Tu n’as quand même pas opté pour le club de Turquie le plus stable. En moins d’un an, tu as déjà connu deux présidents et le premier, Ibrahim Haciosmanoglu, s’était fait remarquer en séquestrant un arbitre en début de saison. Tu te vois rester longtemps dans un club comme celui-là ?

CAVANDA : Ce n’est pas mon problème tout ce qui gravite autour du club. Moi, je fais mes matchs, mais c’est clair qu’au début, je me suis directement dit que mon président c’était quelqu’un et qu’il ne fallait pas rigoler avec lui. Bien sûr qu’il n’aurait jamais dû réagir comme ça, il faut savoir que l’arbitre est quand même resté enfermé jusqu’à 4 h du matin à Trabzon. Et notre président a été clair, le prochain qui fait ça, il ne sort plus de Trabzon. Bon, en même temps, lui n’est plus là maintenant.

Ce fameux match contre le Galatasaray que Trabzon termine à 7 contre 11 et finit par perdre (2-1), c’était la goutte d’eau d’une saison bien agitée. Heureusement que ce n’était déjà plus le même président qu’en début de saison…

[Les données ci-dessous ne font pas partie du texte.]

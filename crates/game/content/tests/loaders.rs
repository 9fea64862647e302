use std::fs;

use hunt_content::{ConfigLoader, ContentFactory, MonsterLoader, WeaponLoader, builtin};
use hunt_core::{BreakDamageType, PartId};

#[test]
fn builtin_catalogs_parse() {
    let monsters = MonsterLoader::parse(builtin::MONSTERS).unwrap();
    let weapons = WeaponLoader::parse(builtin::WEAPONS).unwrap();
    let rules = ConfigLoader::parse(builtin::RULES).unwrap();

    assert!(monsters.find("rathalos").is_some());
    assert_eq!(weapons.find("Flame Blade").unwrap().element_type, "Fire");
    assert_eq!(rules, hunt_core::RulesConfig::default());
}

#[test]
fn monster_parts_derive_limits_from_max_health() {
    let catalog = MonsterLoader::parse(builtin::MONSTERS).unwrap();
    let rathalos = catalog.find("rathalos").unwrap().build();

    let head = rathalos.part(&PartId::new("Part0")).unwrap();
    assert_eq!(head.name, "Head");
    assert_eq!(head.stagger_limit, 72);
    assert_eq!(head.break_limit, 96);
    assert_eq!(
        head.break_damage_type,
        BreakDamageType::Only("Blunt".to_owned())
    );

    // omitted fields fall back to the stock body part
    let wings = rathalos.part(&PartId::new("Part1")).unwrap();
    assert_eq!(wings.resistances.get("Sonic"), Some(5.0));
    assert_eq!(wings.break_damage_type, BreakDamageType::Any);

    let poison = rathalos.status("poison").unwrap();
    assert_eq!(poison.current_limit, 50);
}

#[test]
fn monster_without_parts_gets_a_body() {
    let catalog = MonsterLoader::parse(builtin::MONSTERS).unwrap();
    let jagras = catalog.find("great-jagras").unwrap().build();

    assert_eq!(jagras.parts.len(), 1);
    assert_eq!(jagras.part(&PartId::new("Part0")).unwrap().name, "Body");
}

#[test]
fn load_from_file() {
    let dir = tempfile::tempdir().unwrap();
    let path = dir.path().join("monsters.ron");
    fs::write(
        &path,
        r#"(monsters: [(id: "kulu", name: "Kulu-Ya-Ku", max_health: 300, max_stamina: 10)])"#,
    )
    .unwrap();

    let monsters = MonsterLoader::load(&path).unwrap();

    assert_eq!(monsters.len(), 1);
    assert_eq!(monsters[0].health.maximum, 300);
}

#[test]
fn partial_rules_file_keeps_defaults() {
    let dir = tempfile::tempdir().unwrap();
    let path = dir.path().join("rules.toml");
    fs::write(&path, "stamina_decay_interval = 5\nskip_defeated = true\n").unwrap();

    let config = ConfigLoader::load(&path).unwrap();

    assert_eq!(config.stamina_decay_interval, 5);
    assert!(config.skip_defeated);
    assert_eq!(config.exhausted_stamina_recovery, 5);
}

#[test]
fn broken_files_report_the_path() {
    let dir = tempfile::tempdir().unwrap();
    let missing = dir.path().join("nope.ron");

    let err = MonsterLoader::load(&missing).unwrap_err();
    assert!(err.to_string().contains("nope.ron"));

    let bad = dir.path().join("bad.toml");
    fs::write(&bad, "stamina_decay_interval = \"ten\"").unwrap();
    assert!(ConfigLoader::load(&bad).is_err());
}

#[test]
fn factory_falls_back_to_builtin_data() {
    let dir = tempfile::tempdir().unwrap();
    fs::write(dir.path().join("rules.toml"), "status_limit_step = 40").unwrap();

    let factory = ContentFactory::new(dir.path());

    assert_eq!(factory.load_config().unwrap().status_limit_step, 40);
    assert!(factory.load_monsters().unwrap().find("rathalos").is_some());
    assert_eq!(ContentFactory::builtin().load_weapons().unwrap().weapons.len(), 3);
}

CAVANDA : L’arbitre n’a pas fait son job comme il devait. On a clairement été pénalisé alors qu’on dominait clairement le Galatasaray. Chez eux en plus ! Après, mon carton rouge était justifié, mais pas le penalty sifflé contre moi. Le premier exclu, c’était notre numéro 10 : double carton jaune, inexistant les deux fois, mais on ne dit rien. Le deuxième pour notre défenseur central : même chose. Forcément, quand il siffle penalty à 1-1 dans les dernières minutes, on s’énerve. Tu sais que le mec (Salih Dursun, NDLR) qui a donné le carton rouge à l’arbitre, il a une rue à son nom maintenant dans Trabzon ? C’est devenu un peu comme une icône ici. C’est bien pour lui, c’est un bon gars, mais je ne pense pas que perso ça aurait été une bonne chose pour ma carrière.

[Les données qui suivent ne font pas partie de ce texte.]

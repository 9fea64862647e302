//! Dice formulas for a hunter's weapon attack.

use crate::damage::Hit;

use super::{AttackError, Sharpness};

/// Value, bonus and temporary modifier of one hunter ability.
#[derive(Clone, Copy, Debug, Default, PartialEq, Eq)]
#[cfg_attr(feature = "serde", derive(serde::Serialize, serde::Deserialize))]
pub struct AbilityScore {
    pub value: i32,
    pub bonus: i32,
    pub temp: i32,
}

impl AbilityScore {
    pub fn new(value: i32, bonus: i32, temp: i32) -> Self {
        Self { value, bonus, temp }
    }

    pub fn total(&self) -> i32 {
        self.value.saturating_add(self.bonus).saturating_add(self.temp)
    }
}

/// Attack-relevant part of a hunter sheet.
#[derive(Clone, Copy, Debug, Default, PartialEq, Eq)]
#[cfg_attr(feature = "serde", derive(serde::Serialize, serde::Deserialize))]
pub struct HunterStats {
    pub strength: AbilityScore,
    pub spirit: AbilityScore,
    pub sharpness: i32,
}

/// Weapon item data.
#[derive(Clone, Debug, PartialEq)]
#[cfg_attr(feature = "serde", derive(serde::Serialize, serde::Deserialize))]
pub struct WeaponProfile {
    pub name: String,
    /// Faces of the weapon die (`8` rolls `d8`).
    pub die: u32,
    pub bonus: i32,
    pub element_type: String,
    pub element_formula: String,
}

impl WeaponProfile {
    pub fn new(name: impl Into<String>, die: u32, bonus: i32) -> Self {
        Self {
            name: name.into(),
            die,
            bonus,
            element_type: Hit::NO_ELEMENT.to_owned(),
            element_formula: String::new(),
        }
    }

    pub fn with_element(
        mut self,
        element_type: impl Into<String>,
        formula: impl Into<String>,
    ) -> Self {
        self.element_type = element_type.into();
        self.element_formula = formula.into();
        self
    }

    pub fn has_element(&self) -> bool {
        self.element_type != Hit::NO_ELEMENT
    }
}

/// Per-attack choices from the attack card.
#[derive(Clone, Debug, Default, PartialEq)]
#[cfg_attr(feature = "serde", derive(serde::Serialize, serde::Deserialize))]
pub struct AttackOptions {
    pub attack_name: Option<String>,
    /// Raw damage type (`Slashing`, `Blunt`, ...).
    pub attack_type: String,
    /// Flat damage added by the chosen attack.
    pub attack_damage: Option<i32>,
}

impl AttackOptions {
    pub fn new(attack_type: impl Into<String>) -> Self {
        Self {
            attack_type: attack_type.into(),
            ..Self::default()
        }
    }

    pub fn with_attack_damage(mut self, damage: i32) -> Self {
        self.attack_damage = Some(damage);
        self
    }

    pub fn named(mut self, name: impl Into<String>) -> Self {
        self.attack_name = Some(name.into());
        self
    }
}

/// Formulas to hand to a dice evaluator.
#[derive(Clone, Debug, PartialEq)]
#[cfg_attr(feature = "serde", derive(serde::Serialize, serde::Deserialize))]
pub struct AttackFormulas {
    pub damage: String,
    pub element: String,
    pub hit: String,
    pub sharpness: Sharpness,
    /// Red sharpness: the raw part of the attack glances off.
    pub bounced: bool,
    pub damage_type: String,
    pub element_type: String,
}

impl AttackFormulas {
    pub const HIT_FORMULA: &'static str = "1d20";
    pub const ZERO: &'static str = "0";

    /// Builds the damage, element and hit formulas for `weapon`.
    ///
    /// ```text
    /// damage  = <band>d<die> + str.total + weapon.bonus [+ attack_damage]
    /// element = <element formula> + spr.value + str.bonus + str.temp
    /// hit     = 1d20
    /// ```
    pub fn for_weapon(
        weapon: &WeaponProfile,
        hunter: &HunterStats,
        options: &AttackOptions,
    ) -> Result<Self, AttackError> {
        let sharpness = Sharpness::from_value(hunter.sharpness)
            .ok_or(AttackError::SharpnessOutOfRange(hunter.sharpness))?;

        let damage = match sharpness.dice() {
            Some(count) => {
                let mut formula = format!("{count}d{}", weapon.die);
                push_term(&mut formula, hunter.strength.total());
                push_term(&mut formula, weapon.bonus);
                if let Some(extra) = options.attack_damage {
                    push_term(&mut formula, extra);
                }
                formula
            }
            None => Self::ZERO.to_owned(),
        };

        let element = if weapon.has_element() {
            let mut formula = weapon.element_formula.clone();
            push_term(
                &mut formula,
                hunter
                    .spirit
                    .value
                    .saturating_add(hunter.strength.bonus)
                    .saturating_add(hunter.strength.temp),
            );
            formula
        } else {
            Self::ZERO.to_owned()
        };

        Ok(Self {
            damage,
            element,
            hit: Self::HIT_FORMULA.to_owned(),
            sharpness,
            bounced: sharpness.bounces(),
            damage_type: options.attack_type.clone(),
            element_type: weapon.element_type.clone(),
        })
    }
}

fn push_term(formula: &mut String, term: i32) {
    if formula.is_empty() {
        formula.push_str(&term.to_string());
    } else if term < 0 {
        formula.push_str(&format!("-{}", term.unsigned_abs()));
    } else {
        formula.push_str(&format!("+{term}"));
    }
}

#[cfg(test)]
mod tests {
    use super::*;

    fn hunter(sharpness: i32) -> HunterStats {
        HunterStats {
            strength: AbilityScore::new(3, 1, 1),
            spirit: AbilityScore::new(2, 0, 0),
            sharpness,
        }
    }

    #[test]
    fn green_sharpness_rolls_three_weapon_dice() {
        let weapon = WeaponProfile::new("Iron Sword", 8, 2).with_element("Fire", "1d4");
        let options = AttackOptions::new("Slashing").with_attack_damage(4);

        let formulas = AttackFormulas::for_weapon(&weapon, &hunter(55), &options).unwrap();

        assert_eq!(formulas.damage, "3d8+5+2+4");
        assert_eq!(formulas.element, "1d4+4");
        assert_eq!(formulas.hit, "1d20");
        assert_eq!(formulas.sharpness, Sharpness::Green);
        assert!(!formulas.bounced);
        assert_eq!(formulas.damage_type, "Slashing");
        assert_eq!(formulas.element_type, "Fire");
    }

    #[test]
    fn weapon_without_element_rolls_zero() {
        let weapon = WeaponProfile::new("Bone Hammer", 10, -1);
        let formulas =
            AttackFormulas::for_weapon(&weapon, &hunter(90), &AttackOptions::new("Blunt")).unwrap();

        assert_eq!(formulas.damage, "6d10+5-1");
        assert_eq!(formulas.element, "0");
    }

    #[test]
    fn red_sharpness_bounces() {
        let weapon = WeaponProfile::new("Dull Blade", 6, 0);
        let formulas =
            AttackFormulas::for_weapon(&weapon, &hunter(10), &AttackOptions::new("Slashing"))
                .unwrap();

        assert!(formulas.bounced);
        assert_eq!(formulas.damage, "0");
        assert_eq!(formulas.sharpness, Sharpness::Red);
    }

    #[test]
    fn sharpness_outside_every_band_is_rejected() {
        let weapon = WeaponProfile::new("Broken", 6, 0);
        let err = AttackFormulas::for_weapon(&weapon, &hunter(250), &AttackOptions::default())
            .unwrap_err();
        assert_eq!(err, AttackError::SharpnessOutOfRange(250));
    }
}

Avec toi peut-être plus qu’avec un autre joueur, on a l’impression qu’une carrière se joue parfois sur des détails. À l’époque, tu avais très mal vécu le fait qu’on te rende responsable de ce fameux but encaissé par la Lazio dans les arrêts de jeu d’un match contre le Juventus à tes débuts lors de la saison 2010-2011 ?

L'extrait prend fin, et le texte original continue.